◆ ASSIGNMENT ◆
Show every line of the data below that includes the word "userId".

MATERIAL FOR THE TASK START

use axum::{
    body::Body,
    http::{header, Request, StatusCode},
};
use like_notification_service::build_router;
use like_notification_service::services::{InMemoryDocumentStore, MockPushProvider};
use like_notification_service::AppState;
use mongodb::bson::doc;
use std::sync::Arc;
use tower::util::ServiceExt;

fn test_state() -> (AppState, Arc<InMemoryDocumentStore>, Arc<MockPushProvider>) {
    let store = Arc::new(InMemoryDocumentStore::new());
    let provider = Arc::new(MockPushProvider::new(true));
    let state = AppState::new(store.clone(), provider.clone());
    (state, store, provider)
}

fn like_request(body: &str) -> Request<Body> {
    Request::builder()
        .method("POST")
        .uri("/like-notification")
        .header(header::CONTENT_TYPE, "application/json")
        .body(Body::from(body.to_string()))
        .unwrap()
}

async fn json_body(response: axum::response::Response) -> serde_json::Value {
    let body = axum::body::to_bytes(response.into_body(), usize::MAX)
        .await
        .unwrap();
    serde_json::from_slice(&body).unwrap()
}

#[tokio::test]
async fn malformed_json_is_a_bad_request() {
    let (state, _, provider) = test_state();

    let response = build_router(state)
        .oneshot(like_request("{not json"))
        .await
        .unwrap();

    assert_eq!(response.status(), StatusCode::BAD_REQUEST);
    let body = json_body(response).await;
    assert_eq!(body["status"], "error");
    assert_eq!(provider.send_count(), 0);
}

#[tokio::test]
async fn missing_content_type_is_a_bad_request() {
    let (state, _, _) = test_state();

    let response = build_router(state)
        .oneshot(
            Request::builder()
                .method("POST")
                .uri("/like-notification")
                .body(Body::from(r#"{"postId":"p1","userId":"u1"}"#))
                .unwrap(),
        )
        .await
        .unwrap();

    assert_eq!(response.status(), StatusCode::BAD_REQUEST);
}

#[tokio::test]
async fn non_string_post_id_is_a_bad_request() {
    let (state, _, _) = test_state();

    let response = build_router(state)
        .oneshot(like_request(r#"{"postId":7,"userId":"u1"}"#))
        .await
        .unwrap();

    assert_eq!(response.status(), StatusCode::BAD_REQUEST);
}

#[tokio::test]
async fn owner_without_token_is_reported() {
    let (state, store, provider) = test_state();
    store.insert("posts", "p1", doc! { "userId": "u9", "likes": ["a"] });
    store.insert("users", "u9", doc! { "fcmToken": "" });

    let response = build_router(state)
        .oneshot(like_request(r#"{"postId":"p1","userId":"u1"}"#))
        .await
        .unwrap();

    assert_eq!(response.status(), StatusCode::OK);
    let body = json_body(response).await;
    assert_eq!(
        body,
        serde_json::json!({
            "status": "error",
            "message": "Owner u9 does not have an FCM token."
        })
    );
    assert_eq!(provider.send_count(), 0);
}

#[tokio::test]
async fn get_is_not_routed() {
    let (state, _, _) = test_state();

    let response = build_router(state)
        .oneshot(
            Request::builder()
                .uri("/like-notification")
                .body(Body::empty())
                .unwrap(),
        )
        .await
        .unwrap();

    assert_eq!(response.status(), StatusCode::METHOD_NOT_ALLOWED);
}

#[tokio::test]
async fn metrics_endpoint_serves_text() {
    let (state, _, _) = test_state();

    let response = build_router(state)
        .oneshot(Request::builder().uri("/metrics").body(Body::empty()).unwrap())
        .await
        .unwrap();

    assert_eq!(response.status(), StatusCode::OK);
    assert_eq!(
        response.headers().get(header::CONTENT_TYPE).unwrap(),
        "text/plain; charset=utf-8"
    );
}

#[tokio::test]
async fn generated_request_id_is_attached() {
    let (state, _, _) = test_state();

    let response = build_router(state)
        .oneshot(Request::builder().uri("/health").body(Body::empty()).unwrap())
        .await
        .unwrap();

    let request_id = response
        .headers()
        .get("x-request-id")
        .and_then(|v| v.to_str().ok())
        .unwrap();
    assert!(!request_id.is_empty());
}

MATERIAL FOR THE TASK END

◆ WRITTEN ANSWER ◆
                .body(Body::from(r#"{"postId":"p1","userId":"u1"}"#))
        .oneshot(like_request(r#"{"postId":7,"userId":"u1"}"#))
    store.insert("posts", "p1", doc! { "userId": "u9", "likes": ["a"] });
        .oneshot(like_request(r#"{"postId":"p1","userId":"u1"}"#))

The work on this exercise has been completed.